擁有一家舊書店40年的老人。 修補殘缺的舊書, 他就擁有了整個世界。

“書店是書的殿堂, 是知識和靈感無可替代的寶庫。 書店還是愛書之人聚會、相遇、交流思想的場所。 這種舞臺般的現場感, 正是當今網路時代應該重視的。 ”這句話是一家著名書店的主人的話。 每當走進一家書店, 我都會想起這句話中的定義:“舞臺般的現場感。 ”

週末那天走進“言又幾”書店, 叫一杯咖啡, 斜倚在沙發上, 看人來人往, 親密關係的輕聲絮語, 陌生關係的隔閡與謙讓——偶爾這種隔閡會被打破, 大多是因為看見同一本書的驚喜和會心一笑。

所以書店是適合拍室內劇的地方, 比如《布萊克書店》, 書店的主人布萊克經營書店有一搭沒一搭的懶散, 手上卻總捧著本書, 損人時往往引經據典。 他對那種買書回去裝樣子的顧客, 一本正經懟回去的樣子, 看過的人不禁啞然失笑。 看看這段經典的臺詞——

顧客:那些書?多少錢?那些皮制封面的書……

布萊克:那是狄更斯的文集, 查理斯·狄更斯。

顧客:它們是真皮的嗎?

布萊克:它們是真的狄更斯。

顧客:我必須知道它們是不是真皮的, 它們要和我家裡的沙發相配, 我家的其他東西都是真皮的!我給你兩百英鎊……

布萊克:你的英鎊是真皮的嗎?

顧客:不是。

布萊克:對不起, 真皮的英鎊才能跟我的錢包相配。 下一個。

正陽書局的貓咪4歲了。

那天去書局, 看見它躺在南廂房的書屋裡, 依然是那副慵懶的模樣。 某年夏天的時候, 我曾經窩在書局外的茶座裡看書, 這只貓昂首挺胸地走了過去, 然後也找一個地方趴著, 打個哈欠就半睡半醒地瞅著這個世界。
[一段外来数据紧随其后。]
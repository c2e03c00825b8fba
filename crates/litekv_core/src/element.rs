//! Record builder.
//!
//! Turns caller input into the canonical stored record and its composed
//! key. The builder never reads the clock itself; callers pass the current
//! time in so the output is deterministic.

use crate::config::KeyOptions;
use crate::error::{StoreError, StoreResult};
use litekv_codec::{is_falsy, Record, RecordType, Value};
use std::time::Duration;

/// Raw input for one record.
#[derive(Debug, Clone, Default)]
pub struct RecordInput<'a> {
    /// Base key. Must be non-empty.
    pub key: &'a str,
    /// Explicit id appended to the key.
    pub id: Option<&'a str>,
    /// Value to store.
    pub value: Option<Value>,
    /// Lifetime relative to now.
    pub ttl: Option<Duration>,
}

/// A built record with the key it is addressed by.
#[derive(Debug, Clone, PartialEq)]
pub struct BuiltRecord {
    /// Plaintext composed key.
    pub composed_key: String,
    /// The sparse record.
    pub record: Record,
}

/// Generates the pseudo-id appended when random ids are enabled.
///
/// The id is the sum of the key's UTF-16 code units followed by the last
/// four digits of the millisecond clock. It is a weak uniqueness scheme:
/// two keys with the same code unit sum written in the same millisecond
/// window collide. It is not a UUID.
#[must_use]
pub fn generate_id(key: &str, now_millis: u64) -> String {
    let sum: u64 = key.encode_utf16().map(u64::from).sum();
    format!("{sum}{}", now_millis % 10_000)
}

/// Composes the key a record is stored and looked up under.
///
/// An explicit non-empty `id` wins. Otherwise a generated id is appended
/// when `append_random_id` is set. Because the generated id depends on
/// the clock, a lookup without an explicit id almost never finds a record
/// written with a generated one.
#[must_use]
pub fn compose_key(key: &str, id: Option<&str>, append_random_id: bool, now_millis: u64) -> String {
    match id.filter(|id| !id.is_empty()) {
        Some(id) => format!("{key}_{id}"),
        None if append_random_id => format!("{key}_{}", generate_id(key, now_millis)),
        None => key.to_string(),
    }
}

/// Checks that a key was supplied.
pub(crate) fn require_key(key: &str) -> StoreResult<()> {
    if key.is_empty() {
        return Err(StoreError::invalid_argument("key must be a non-empty string"));
    }
    Ok(())
}

/// Builds the stored record for `input`.
///
/// Falsy fields are dropped: `value` when it is `null`, `false`, `0` or
/// `""`, and `ttl` when zero. The `type` tag is inferred from the value
/// before that happens, so `set("z", 0)` stores a `number` record with no
/// value.
///
/// # Errors
///
/// Returns [`StoreError::InvalidArgument`] when the key is empty.
pub fn build_record(
    input: RecordInput<'_>,
    options: KeyOptions,
    now_millis: u64,
) -> StoreResult<BuiltRecord> {
    require_key(input.key)?;

    let composed_key = compose_key(input.key, input.id, options.append_random_id, now_millis);
    let kind = input
        .value
        .as_ref()
        .and_then(RecordType::infer)
        .filter(|_| options.include_type_field)
        .map(|t| t.as_str().to_string());
    let ttl = input
        .ttl
        .filter(|ttl| !ttl.is_zero())
        .map(|ttl| u64::try_from(ttl.as_millis()).unwrap_or(u64::MAX))
        .map(|ms| now_millis.saturating_add(ms));
    let value = input.value.filter(|v| !is_falsy(v));
    let key = Some(composed_key.clone()).filter(|_| options.include_key_field);

    Ok(BuiltRecord {
        composed_key,
        record: Record {
            kind,
            key,
            value,
            ttl,
        },
    })
}
//! # litekv Testkit
//!
//! Test utilities for litekv.
//!
//! This crate provides:
//! - Store fixtures over memory and temporary directories
//! - Property-based test generators using proptest
//!
//! ## Usage
//!
//! ```rust
//! use litekv_testkit::prelude::*;
//! use litekv_core::{KeyArgs, SetArgs, StoreConfig};
//!
//! for mut store in TestStore::both(StoreConfig::default()) {
//!     store.set("main", SetArgs::new("a").value("x")).unwrap();
//!     assert!(store.has("main", KeyArgs::new("a")).unwrap());
//! }
//! ```

#![deny(unsafe_code)]
#![warn(missing_docs)]

pub mod fixtures;
pub mod generators;

/// Prelude module for convenient imports
pub mod prelude {
    pub use crate::fixtures::*;
    pub use crate::generators::*;
}

pub use fixtures::*;
pub use generators::*;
很多書店都有貓, 而且大多是流浪貓, 因為書店主人的收留, 從此就留了下來。 成都的“再書房”就有6只貓, 都是收養的。 所以“再書房”聲稱世界上只有兩種貓:貓和書店貓。 這家書店的文宣是這麼寫的:二十世紀偉大的作家海明威有著“文壇硬漢”的形象, 但他也是一個瘋狂的愛貓者。 “貓是最善良最忠誠的夥伴, 養了一隻貓, 就會再養一隻!”數量最多的時候, 海明威養了34只貓。 文人與貓, 貓與書, 書與書店的相逢,

都是緣分。 有人誇張地說, 書店貓是家養寵物的最高級別, 因為在這裡, 全是自由, 去與留都是自己的選擇……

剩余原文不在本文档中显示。